Tuesday, 30 January 2024: 10:45 AM
Ballroom III/ IV (The Baltimore Convention Center)
Fingerprint research seeks to improve understanding of the nature and causes of climate change. The basic strategy is to search observed climate records for patterns of climate change (“fingerprints”) predicted by computer models. The underlying premise in fingerprinting is that different factors affecting climate have different characteristic signatures. These unique attributes are clearer in detailed patterns of climate change than in records like global-mean surface temperature. Fingerprint research provided support for the finding of a “discernible human influence on global climate” in the IPCC's Second Assessment Report. At the time of publication of this finding in 1995, most fingerprint studies relied primarily on surface temperature. Critics argued that a human-caused fingerprint should be identifiable in many different aspects of the climate system, and not in surface thermometer records alone.
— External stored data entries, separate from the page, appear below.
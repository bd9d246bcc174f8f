//! Contains the Grid and Viewport types, which together describe the
//! relationship between a rectangle on the integral plane with an
//! origin at 0,0 and a region of the complex plane.  The Viewport is
//! the half of that pair you may want to swap out: it is nothing more
//! than an origin and a pair of per-axis step sizes, so any
//! rectangular framing of the complex plane can be expressed with it.

use num::Complex;

use errors::RenderError;

/// Describes the width and height of the integral plane.  The plane is
/// assumed to start at 0,0 and all pixel coordinates are non-negative,
/// so the two dimensions describe it completely.
#[derive(Copy, Clone, Debug, PartialEq, Eq)]
pub struct Grid {
    /// Number of pixel columns.
    pub width: usize,
    /// Number of pixel rows.
    pub height: usize,
}

/// Describes the x, y of a point on the integral plane.
#[derive(Copy, Clone, Debug, PartialEq, Eq)]
pub struct Pixel(pub usize, pub usize);

impl Grid {
    /// Constructor.  Rejects rasters with a zero-length axis and
    /// rasters whose slot count cannot be addressed, since both make
    /// the buffer unallocatable.
    pub fn new(width: usize, height: usize) -> Result<Grid, RenderError> {
        if width == 0 || height == 0 {
            return Err(RenderError::EmptyGrid { width, height });
        }
        if width.checked_mul(height).is_none() {
            return Err(RenderError::BufferTooLarge { width, height });
        }
        Ok(Grid { width, height })
    }

    /// The total number of pixels in the grid.  Used to size the
    /// raster buffer.
    pub fn len(&self) -> usize {
        self.width * self.height
    }

    /// A Grid constructed through `new` is never empty; this exists
    /// for the usual is_empty/len pairing.
    pub fn is_empty(&self) -> bool {
        self.len() == 0
    }
}

/// Maps pixels on the integral plane to points on the complex plane.
/// The real part of a point is treated as the x-component and the
/// imaginary part as the y-component.
#[derive(Copy, Clone, Debug)]
pub struct Viewport {
    /// The complex point pixel 0,0 maps to.
    origin: Complex<f64>,
    /// Per-axis distance between adjacent pixels, (re, im).
    scale: (f64, f64),
}

impl Viewport {
    /// An arbitrary framing: the point pixel 0,0 maps to, and the
    /// per-axis step between adjacent pixels.
    pub fn new(origin: Complex<f64>, scale: (f64, f64)) -> Viewport {
        Viewport { origin, scale }
    }

    /// The reference framing: a region 4.0 units wide centered on the
    /// origin, so pixel (w/2, h/2) lands on 0+0i.  Note that the
    /// vertical step reuses the horizontal extent -- both axes are
    /// scaled by `width` -- so the aspect ratio is only square when
    /// the grid is.  That is a property of this framing, inherited
    /// deliberately; use `square` for an aspect-corrected image.
    pub fn centered(grid: &Grid) -> Viewport {
        let step = 4.0 / grid.width as f64;
        Viewport {
            origin: Complex::new(
                -(grid.width as f64 / 2.0) * step,
                -(grid.height as f64 / 2.0) * step,
            ),
            scale: (step, step),
        }
    }

    /// A corrected framing that scales each axis by its own dimension,
    /// spanning -2..2 on both axes regardless of the grid's shape.
    pub fn square(grid: &Grid) -> Viewport {
        Viewport {
            origin: Complex::new(-2.0, -2.0),
            scale: (4.0 / grid.width as f64, 4.0 / grid.height as f64),
        }
    }

    /// Given a pixel on the integral plane, return the complex number
    /// at the equivalent location on the complex plane.
    pub fn pixel_to_point(&self, pixel: &Pixel) -> Complex<f64> {
        Complex::new(
            self.origin.re + (pixel.0 as f64) * self.scale.0,
            self.origin.im + (pixel.1 as f64) * self.scale.1,
        )
    }
}

#[cfg(test)]
mod tests {
    use super::*;

    #[test]
    fn grid_fails_on_empty_axes() {
        assert!(Grid::new(0, 4).is_err());
        assert!(Grid::new(4, 0).is_err());
    }

    #[test]
    fn grid_fails_on_unaddressable_rasters() {
        assert!(Grid::new(usize::max_value(), 2).is_err());
    }

    #[test]
    fn grid_passes_on_good_shape() {
        let grid = Grid::new(4, 4).unwrap();
        assert_eq!(grid.len(), 16);
        assert!(!grid.is_empty());
    }

    #[test]
    fn centered_viewport_puts_the_grid_center_on_the_origin() {
        let grid = Grid::new(4, 4).unwrap();
        let vp = Viewport::centered(&grid);
        assert_eq!(vp.pixel_to_point(&Pixel(2, 2)), Complex::new(0.0, 0.0));
        assert_eq!(vp.pixel_to_point(&Pixel(0, 0)), Complex::new(-2.0, -2.0));
        assert_eq!(vp.pixel_to_point(&Pixel(3, 1)), Complex::new(1.0, -1.0));
    }

    #[test]
    fn centered_viewport_center_is_exact_for_inexact_steps() {
        // 4/1000 is not representable; the center must still map to
        // exactly 0+0i because the origin and the offset are the same
        // rounded product.
        let grid = Grid::new(1000, 1000).unwrap();
        let vp = Viewport::centered(&grid);
        assert_eq!(vp.pixel_to_point(&Pixel(500, 500)), Complex::new(0.0, 0.0));
    }

    #[test]
    fn centered_viewport_scales_both_axes_by_width() {
        let grid = Grid::new(8, 4).unwrap();
        let vp = Viewport::centered(&grid);
        // Vertical extent is height * 4/width = 2.0, not 4.0.
        assert_eq!(vp.pixel_to_point(&Pixel(0, 0)), Complex::new(-2.0, -1.0));
        assert_eq!(vp.pixel_to_point(&Pixel(8, 4)), Complex::new(2.0, 1.0));
    }

    #[test]
    fn square_viewport_scales_each_axis_by_its_own_dimension() {
        let grid = Grid::new(8, 4).unwrap();
        let vp = Viewport::square(&grid);
        assert_eq!(vp.pixel_to_point(&Pixel(0, 0)), Complex::new(-2.0, -2.0));
        assert_eq!(vp.pixel_to_point(&Pixel(8, 4)), Complex::new(2.0, 2.0));
        assert_eq!(vp.pixel_to_point(&Pixel(4, 2)), Complex::new(0.0, 0.0));
    }
}
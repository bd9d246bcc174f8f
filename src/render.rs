// This Source Code Form is subject to the terms of the Mozilla Public
// License, v. 2.0. If a copy of the MPL was not distributed with this
// file, You can obtain one at http://mozilla.org/MPL/2.0/.

//! The rendering engine.  A RenderJob fixes everything that determines
//! the image -- the grid, the viewport, the iteration cap, and the
//! palette -- and can then be rendered on one thread or many.  The
//! image is a pure function of the job: per-pixel cost varies by three
//! orders of magnitude across the plane, but nothing about the output
//! depends on which worker computed which row, and the tests hold the
//! engine to that.
//!
//! Work is handed out a row at a time from a shared claim queue.  A
//! worker that lands on a cheap exterior row comes straight back for
//! another; a worker stuck grinding through the interior keeps its one
//! row and nobody waits on it.  Static equal splits would leave the
//! exterior workers idle while the interior workers grind, which is
//! why the queue is dynamic.  Each claim carries the mutable slice for
//! exactly that row, so workers never share a slot and the buffer
//! needs no locking on the hot path; the only lock guards the queue
//! itself, and the only barrier is the scope exit joining the workers.

extern crate crossbeam;

use std::iter::Enumerate;
use std::slice::ChunksMut;
use std::sync::{Arc, Mutex};

use errors::RenderError;
use escape::escape_time;
use palette::{Color, Palette};
use plane::{Grid, Pixel, Viewport};

type RowQueue<'a> = Arc<Mutex<Enumerate<ChunksMut<'a, Color>>>>;

/// A fully populated raster.  One slot per pixel, row-major, written
/// exactly once per slot during rendering and read-only afterward.
pub struct RasterBuffer {
    grid: Grid,
    pixels: Vec<Color>,
}

impl RasterBuffer {
    /// One up-front allocation, before any worker starts.  `Grid::new`
    /// has already rejected shapes this cannot hold.
    fn allocate(grid: Grid) -> RasterBuffer {
        RasterBuffer {
            grid,
            pixels: vec![Color(0, 0, 0); grid.len()],
        }
    }

    /// The dimensions this buffer was rendered at.
    pub fn grid(&self) -> Grid {
        self.grid
    }

    /// The rows of the image, top to bottom, each `width` slots long.
    pub fn rows(&self) -> ::std::slice::Chunks<Color> {
        self.pixels.chunks(self.grid.width)
    }

    /// Every slot in row-major order.
    pub fn pixels(&self) -> &[Color] {
        &self.pixels
    }
}

/// Everything that determines the output image.  Two jobs with equal
/// fields render bit-identical rasters regardless of thread count.
#[derive(Copy, Clone, Debug)]
pub struct RenderJob {
    /// Raster dimensions.
    pub grid: Grid,
    /// The pixel-to-complex-plane framing.
    pub viewport: Viewport,
    /// Escape-test iteration cap.  Must be positive.
    pub limit: usize,
    /// The coloring strategy.
    pub palette: Palette,
}

impl RenderJob {
    /// Bundles a configuration.  The grid has already been validated
    /// by its own constructor.
    pub fn new(grid: Grid, viewport: Viewport, limit: usize, palette: Palette) -> RenderJob {
        RenderJob {
            grid,
            viewport,
            limit,
            palette,
        }
    }

    /// Computes one row into its slice of the buffer.
    fn render_row(&self, y: usize, row: &mut [Color]) {
        for (x, slot) in row.iter_mut().enumerate() {
            let c = self.viewport.pixel_to_point(&Pixel(x, y));
            let n = escape_time(c, self.limit);
            *slot = self.palette.color(n, self.limit);
        }
    }

    /// The single-threaded renderer: every row in order, no queue.
    pub fn render_single(&self) -> Result<RasterBuffer, RenderError> {
        let mut buffer = RasterBuffer::allocate(self.grid);
        for (y, row) in buffer.pixels.chunks_mut(self.grid.width).enumerate() {
            self.render_row(y, row);
        }
        Ok(buffer)
    }

    /// The multi-threaded renderer.  Spawns `threads` workers over a
    /// shared queue of unclaimed rows; each worker claims the next row,
    /// computes it fully, and comes back for another until the queue
    /// runs dry.  Returns only after every worker has joined.
    pub fn render(&self, threads: usize) -> Result<RasterBuffer, RenderError> {
        let threads = threads.max(1);
        let mut buffer = RasterBuffer::allocate(self.grid);
        let width = self.grid.width;
        crossbeam::scope(|spawner| {
            let rows: RowQueue = Arc::new(Mutex::new(buffer.pixels.chunks_mut(width).enumerate()));
            for _ in 0..threads {
                let rows = rows.clone();
                spawner.spawn(move |_| loop {
                    let claim = { rows.lock().unwrap().next() };
                    match claim {
                        Some((y, row)) => self.render_row(y, row),
                        None => break,
                    }
                });
            }
        })
        .unwrap();
        Ok(buffer)
    }
}
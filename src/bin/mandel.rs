extern crate clap;
extern crate mandelbrot;
extern crate num_cpus;

use clap::{App, Arg, ArgMatches};
use mandelbrot::{ppm, Grid, Palette, RenderJob, Viewport};
use std::path::Path;
use std::str::FromStr;
use std::time::Instant;

fn parse_pair<T>(s: &str, separator: char) -> Option<(T, T)>
where
    T: FromStr,
{
    match s.find(separator) {
        None => None,
        Some(index) => match (T::from_str(&s[..index]), T::from_str(&s[index + 1..])) {
            (Ok(l), Ok(r)) => Some((l, r)),
            _ => None,
        },
    }
}

fn validate_pair<T: FromStr>(s: &str, separator: char, err: &str) -> Result<(), String> {
    match parse_pair::<T>(s, separator) {
        Some(_) => Ok(()),
        None => Err(err.to_string()),
    }
}

fn validate_range<T: FromStr + Ord>(
    s: &str,
    low: T,
    high: T,
    isnotanumber_err: &str,
    isnotinrange_err: &str,
) -> Result<(), String> {
    match T::from_str(s) {
        Ok(i) => {
            if i >= low && i <= high {
                Ok(())
            } else {
                Err(isnotinrange_err.to_string())
            }
        }
        Err(_) => Err(isnotanumber_err.to_string()),
    }
}

const OUTPUT: &str = "output";
const SIZE: &str = "size";
const ITERATIONS: &str = "iterations";
const THREADS: &str = "threads";
const PALETTE: &str = "palette";

fn args<'a>() -> ArgMatches<'a> {
    App::new("mandel")
        .version("0.1.0")
        .about("Parallel Mandelbrot renderer")
        .arg(
            Arg::with_name(OUTPUT)
                .required(true)
                .long(OUTPUT)
                .short("o")
                .takes_value(true)
                .help("Output file"),
        )
        .arg(
            Arg::with_name(SIZE)
                .required(false)
                .long(SIZE)
                .short("s")
                .takes_value(true)
                .default_value("1000x1000")
                .validator(|s| validate_pair::<usize>(&s, 'x', "Could not parse output image size"))
                .help("Size of output image"),
        )
        .arg(
            Arg::with_name(ITERATIONS)
                .required(false)
                .long(ITERATIONS)
                .short("i")
                .takes_value(true)
                .default_value("1000")
                .validator(move |s| {
                    validate_range(
                        &s,
                        1,
                        1_000_000,
                        "Could not parse iteration count",
                        "Iteration count must be between 1 and 1000000",
                    )
                })
                .help("Escape-test iteration cap"),
        )
        .arg(
            Arg::with_name(THREADS)
                .required(false)
                .long(THREADS)
                .short("t")
                .takes_value(true)
                .validator(move |s| {
                    validate_range(
                        &s,
                        1,
                        512,
                        "Could not parse thread count",
                        "Thread count must be between 1 and 512",
                    )
                })
                .help("Number of worker threads (default: one per CPU)"),
        )
        .arg(
            Arg::with_name(PALETTE)
                .required(false)
                .long(PALETTE)
                .short("p")
                .takes_value(true)
                .default_value("fractional")
                .possible_values(&["fractional", "modulo"])
                .help("Coloring strategy"),
        )
        .get_matches()
}

fn main() {
    let matches = args();
    let outfile = matches.value_of(OUTPUT).unwrap();
    let (width, height) =
        parse_pair(matches.value_of(SIZE).unwrap(), 'x').expect("Error parsing image dimensions");
    let iterations = usize::from_str(matches.value_of(ITERATIONS).unwrap())
        .expect("Could not parse iteration count.");
    let threads = match matches.value_of(THREADS) {
        Some(t) => usize::from_str(t).expect("Could not parse thread count."),
        None => num_cpus::get(),
    };
    let palette =
        Palette::from_str(matches.value_of(PALETTE).unwrap()).expect("Could not parse palette.");

    let grid = match Grid::new(width, height) {
        Ok(grid) => grid,
        Err(e) => {
            eprintln!("Render failure: {}", e);
            std::process::exit(1);
        }
    };
    let job = RenderJob::new(grid, Viewport::centered(&grid), iterations, palette);

    let start = Instant::now();
    let buffer = match job.render(threads) {
        Ok(buffer) => buffer,
        Err(e) => {
            eprintln!("Render failure: {}", e);
            std::process::exit(1);
        }
    };
    let elapsed = start.elapsed();
    let seconds = elapsed.as_secs() as f64 + f64::from(elapsed.subsec_nanos()) * 1e-9;
    eprintln!("Rendered {}x{} in {:.3} seconds", width, height, seconds);

    match ppm::write_file(Path::new(outfile), &buffer) {
        Ok(()) => {
            eprintln!("Fractal image saved to {}", outfile);
        }
        Err(e) => {
            eprintln!("Render failure: {}", e);
            std::process::exit(1);
        }
    }
}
Scientists responded to this justifiable criticism by moving beyond early “temperature only” fingerprint studies, interrogating modeled and observed changes in rainfall, water vapor, river runoff, snowpack depth, atmospheric circulation, salinity, and many other climate variables. As the Sixth IPCC Assessment report concluded in 2021, it is now “unequivocal” that there are human-caused fingerprints in the climate system.